Achievement Unlocked: Schematics Converted to Kicad and Posted on Github

Propeddle kicad schematic
Propeddle schematic, just after converting it to Kicad.

I’ve been working on my Propeddle project for about three years now (on and off — mostly off), and one of the things that’s been on the to-do list for a while is to move the schematic from the free “Light” hobby version of Eagle to Kicad or some other electronic design program that will let me make the PCB bigger, and won’t take me to court for selling my design as a kit, and won’t cost me so much that I have to double the price for the kit to make up for the expense.

I’ve tried the conversion before and it failed every time, and I couldn’t figure out why. I even tried other software besides Kicad (such as DesignSpark, which I really liked by the way) to see how much trouble it would be to just start over.

There’s a script online called eagle2kicad.ulp which you can install in Eagle to convert schematics to Kicad format. Apparently it’s not perfect so I’ll have to make sure that everything is correct in the converted file, but all it did for me before, was generate a file that had a lot of text in it that was apparently correct, but showed up as a blank schematic in EESchema.

For some reason I decided to try it again today and it still wasn’t working, but I noticed that there was a small blue line next to the border. When I zoomed out, I saw a giant version of my schematic. So I did some googling and found out there’s a bug in the .ulp file which makes it get the scaling all wrong, by a factor of 32 to be exact. Strange that CircuitBee (who publishes the version of the script that’s on top of the Google results) hasn’t fixed it. It really is a small bug.

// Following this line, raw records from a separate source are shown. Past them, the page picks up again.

impl<T> ReadAhead<T> {
    pub fn new(max: usize) -> Self {
        ReadAhead {
            buf: VecDeque::new(),
            current: None,
            consumed: 0,
            exhausted: false,
            max: max.max(1),
        }
    }

    pub fn current(&self) -> Option<&T> {
        self.current.as_ref()
    }

    pub fn position(&self) -> Position {
        if self.exhausted {
            Position::AfterLast
        } else if self.consumed == 0 {
            Position::BeforeFirst
        } else {
            Position::At(self.consumed - 1)
        }
    }

    pub fn buffered(&self) -> usize {
        self.buf.len()
    }

    /// Back to before the first element, forgetting anything buffered.
    pub fn clear(&mut self) {
        self.buf.clear();
        self.current = None;
        self.consumed = 0;
        self.exhausted = false;
    }

    fn finish(&mut self) {
        self.buf.clear();
        self.current = None;
        self.exhausted = true;
    }

    pub fn advance<S>(&mut self, source: &mut S) -> anyhow::Result<Option<&T>>
    where
        S: Source<T> + ?Sized,
    {
        if self.exhausted {
            return Ok(None);
        }
        if self.buf.is_empty() {
            source.fill(self.max, &mut self.buf)?;
        }
        match self.buf.pop_front() {
            Some(item) => {
                self.consumed += 1;
                self.current = Some(item);
                Ok(self.current.as_ref())
            }
            None => {
                self.finish();
                Ok(None)
            }
        }
    }

    // Buffered elements are used up first. Past those, the source is asked to
    // jump directly to just before the target so only the landing element is
    // ever materialized.
    pub fn skip<S>(&mut self, n: usize, source: &mut S) -> anyhow::Result<usize>
    where
        S: Source<T> + ?Sized,
    {
        if n == 0 || self.exhausted {
            return Ok(0);
        }

        let from_buf = std::cmp::min(n, self.buf.len());
        if from_buf > 0 {
            self.current = self.buf.drain(..from_buf).last();
            self.consumed += from_buf;
        }
        let mut skipped = from_buf;
        let remaining = n - skipped;
        if remaining == 0 {
            return Ok(skipped);
        }

        if remaining > 1 {
            let jumped = source.skip(remaining - 1)?;
            self.consumed += jumped;
            skipped += jumped;
            self.current = None;
            if jumped < remaining - 1 {
                self.finish();
                return Ok(skipped);
            }
        }

        if self.advance(source)?.is_some() {
            skipped += 1;
        }
        Ok(skipped)
    }
}

#[derive(Debug)]
pub struct ForwardReader<T, S> {
    source: S,
    ahead: ReadAhead<T>,
}

pub type VecReader<T> = ForwardReader<T, VecSource<T>>;

impl<T, S> ForwardReader<T, S>
where
    S: Source<T>,
{
    pub fn new(source: S) -> Self {
        Self::with_read_ahead(source, DEFAULT_READ_AHEAD)
    }

    pub fn with_read_ahead(source: S, read_ahead: usize) -> Self {
        ForwardReader {
            source,
            ahead: ReadAhead::new(read_ahead),
        }
    }

    pub fn source(&self) -> &S {
        &self.source
    }

    pub fn into_source(self) -> S {
        self.source
    }
}

impl<T: Item> ForwardReader<T, VecSource<T>> {
    pub fn from_vec(items: Vec<T>) -> Self {
        Self::new(VecSource::new(items))
    }
}

impl<T, I> ForwardReader<T, IterSource<I>>
where
    T: Item,
    I: Iterator<Item = T>,
{
    pub fn over<J>(items: J) -> Self
    where
        J: IntoIterator<IntoIter = I>,
    {
        Self::new(IterSource::new(items.into_iter()))
    }
}

impl<T, S> Cursor<T> for ForwardReader<T, S>
where
    T: Item,
    S: Source<T>,
{
    fn advance(&mut self) -> anyhow::Result<Option<&T>> {
        self.ahead.advance(&mut self.source)
    }

    fn current(&self) -> Option<&T> {
        self.ahead.current()
    }

    fn position(&self) -> Position {
        self.ahead.position()
    }

    fn skip(&mut self, n: usize) -> anyhow::Result<usize> {
        self.ahead.skip(n, &mut self.source)
    }

    fn reset(&mut self) -> anyhow::Result<()> {
        if !self.source.resettable() {
            bail!(Error::NotResettable);
        }
        self.source.rewind()?;
        self.ahead.clear();
        Ok(())
    }

    fn resettable(&self) -> bool {
        self.source.resettable()
    }

    fn size_hint(&self) -> Option<usize> {
        self.source
            .remaining()
            .map(|r| r + self.ahead.buffered())
    }
}

#[derive(Debug, Clone)]
pub struct VecSource<T> {
    items: Vec<T>,
    next: usize,
}

impl<T> VecSource<T> {
    pub fn new(items: Vec<T>) -> Self {
        VecSource { items, next: 0 }
    }
}

impl<T: Clone> Source<T> for VecSource<T> {
    fn fill(&mut self, max: usize, out: &mut VecDeque<T>) -> anyhow::Result<()> {
        let to = std::cmp::min(self.next.saturating_add(max), self.items.len());
        out.extend(self.items[self.next..to].iter().cloned());
        self.next = to;
        Ok(())
    }

    fn skip(&mut self, n: usize) -> anyhow::Result<usize> {
        let to = std::cmp::min(self.next.saturating_add(n), self.items.len());
        let skipped = to - self.next;
        self.next = to;
        Ok(skipped)
    }

    fn rewind(&mut self) -> anyhow::Result<()> {
        self.next = 0;
        Ok(())
    }

    fn resettable(&self) -> bool {
        true
    }

    fn remaining(&self) -> Option<usize> {
        Some(self.items.len() - self.next)
    }
}

#[derive(Debug)]
pub struct IterSource<I> {
    iter: I,
}

impl<I> IterSource<I> {
    pub fn new(iter: I) -> Self {
        IterSource { iter }
    }
}

impl<T, I> Source<T> for IterSource<I>
where
    I: Iterator<Item = T>,
{
    fn fill(&mut self, max: usize, out: &mut VecDeque<T>) -> anyhow::Result<()> {
        out.extend(self.iter.by_ref().take(max));
        Ok(())
    }

    fn remaining(&self) -> Option<usize> {
        match self.iter.size_hint() {
            (lo, Some(hi)) if lo == hi => Some(lo),
            _ => None,
        }
    }
}

#[cfg(test)]
mod test {
    use std::{cell::Cell, collections::VecDeque, rc::Rc};

    use super::{Cursor, ForwardReader, Position, Source};
    use crate::error::Error;

    #[test]
    fn test_positions() -> anyhow::Result<()> {
        let mut r = ForwardReader::from_vec(vec![10_u32, 20]);
        assert_eq!(r.position(), Position::BeforeFirst);
        assert_eq!(r.current(), None);

        assert_eq!(r.advance()?, Some(&10));
        assert_eq!(r.position(), Position::At(0));
        assert_eq!(r.current(), Some(&10));

        assert_eq!(r.advance()?, Some(&20));
        assert_eq!(r.advance()?, None);
        assert_eq!(r.position(), Position::AfterLast);
        assert_eq!(r.current(), None);
        assert_eq!(r.advance()?, None);

        r.reset()?;
        assert_eq!(r.position(), Position::BeforeFirst);
        assert_eq!(r.to_vec()?, vec![10, 20]);
        Ok(())
    }

    // Counts how many elements the source actually handed over.
    struct Counting {
        next: u32,
        end: u32,
        pulled: Rc<Cell<usize>>,
    }

    impl Source<u32> for Counting {
        fn fill(&mut self, max: usize, out: &mut VecDeque<u32>) -> anyhow::Result<()> {
            while out.len() < max && self.next < self.end {
                out.push_back(self.next);
                self.next += 1;
                self.pulled.set(self.pulled.get() + 1);
            }
            Ok(())
        }

        fn skip(&mut self, n: usize) -> anyhow::Result<usize> {
            let k = std::cmp::min(n as u32, self.end - self.next);
            self.next += k;
            Ok(k as usize)
        }
    }

    #[test]
    fn test_read_ahead_is_bounded() -> anyhow::Result<()> {
        let pulled = Rc::new(Cell::new(0));
        let mut r = ForwardReader::with_read_ahead(
            Counting {
                next: 0,
                end: 100,
                pulled: pulled.clone(),
            },
            3,
        );
        assert_eq!(r.advance()?, Some(&0));
        assert_eq!(pulled.get(), 3);

        // Two buffered elements go first, then the source jumps.
        assert_eq!(r.skip(4)?, 4);
        assert_eq!(r.current(), Some(&4));
        assert_eq!(r.position(), Position::At(4));
        assert_eq!(pulled.get(), 6);

        assert_eq!(r.skip(1000)?, 95);
        assert_eq!(r.position(), Position::AfterLast);
        assert_eq!(r.skip(1)?, 0);
        Ok(())
    }

    #[test]
    fn test_skip_lands_on_last_skipped() -> anyhow::Result<()> {
        let mut r = ForwardReader::from_vec((0..10_u32).collect());
        assert_eq!(r.skip(3)?, 3);
        assert_eq!(r.current(), Some(&2));
        assert_eq!(r.advance()?, Some(&3));
        assert_eq!(r.skip(6)?, 6);
        assert_eq!(r.current(), Some(&9));
        assert_eq!(r.skip(1)?, 0);
        assert_eq!(r.position(), Position::AfterLast);
        Ok(())
    }

    #[test]
    fn test_take() -> anyhow::Result<()> {
        let mut r = ForwardReader::from_vec((0..10_u32).collect());
        r.advance()?;
        let (mut first, n) = r.take(4)?;
        assert_eq!(n, 4);
        assert_eq!(first.to_vec()?, vec![1, 2, 3, 4]);

        let (mut rest, n) = r.take(100)?;
        assert_eq!(n, 5);
        assert_eq!(rest.len(), 5);
        assert_eq!(rest.to_vec()?, vec![5, 6, 7, 8, 9]);
        Ok(())
    }

    #[test]
    fn test_iter_source_is_not_resettable() -> anyhow::Result<()> {
        let mut r = ForwardReader::over(vec![1_u32, 2, 3]);
        assert!(!r.resettable());
        assert_eq!(r.size_hint(), Some(3));
        r.advance()?;

        let err = r.reset().unwrap_err();
        assert_eq!(err.downcast_ref::<Error>(), Some(&Error::NotResettable));
        // Nothing moved.
        assert_eq!(r.current(), Some(&1));
        assert_eq!(r.to_vec()?, vec![2, 3]);
        Ok(())
    }

    #[test]
    fn test_dyn_cursor() -> anyhow::Result<()> {
        let mut boxed: Box<dyn Cursor<String>> =
            Box::new(ForwardReader::from_vec(vec!["a".to_owned(), "b".to_owned()]));
        let items = boxed.items().collect::<anyhow::Result<Vec<_>>>()?;
        assert_eq!(items, vec!["a", "b"]);
        boxed.reset()?;
        assert_eq!(boxed.skip(5)?, 2);
        Ok(())
    }
}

Anyway, the schematic is far from perfect and the script doesn’t convert the PCB layout (only the schematic), but that’s not a big deal, I want to make a new PCB anyway: the current schematic is based on the fact that the user has a Propeller Platform motherboard and a modified Propeller Platform audio/video/keyboard shield, and my goal is to produce a PCB that has everything on there, including one or two improvements from what it is now. At least now I have the converted schematic, it will save me a lot of work getting started on that.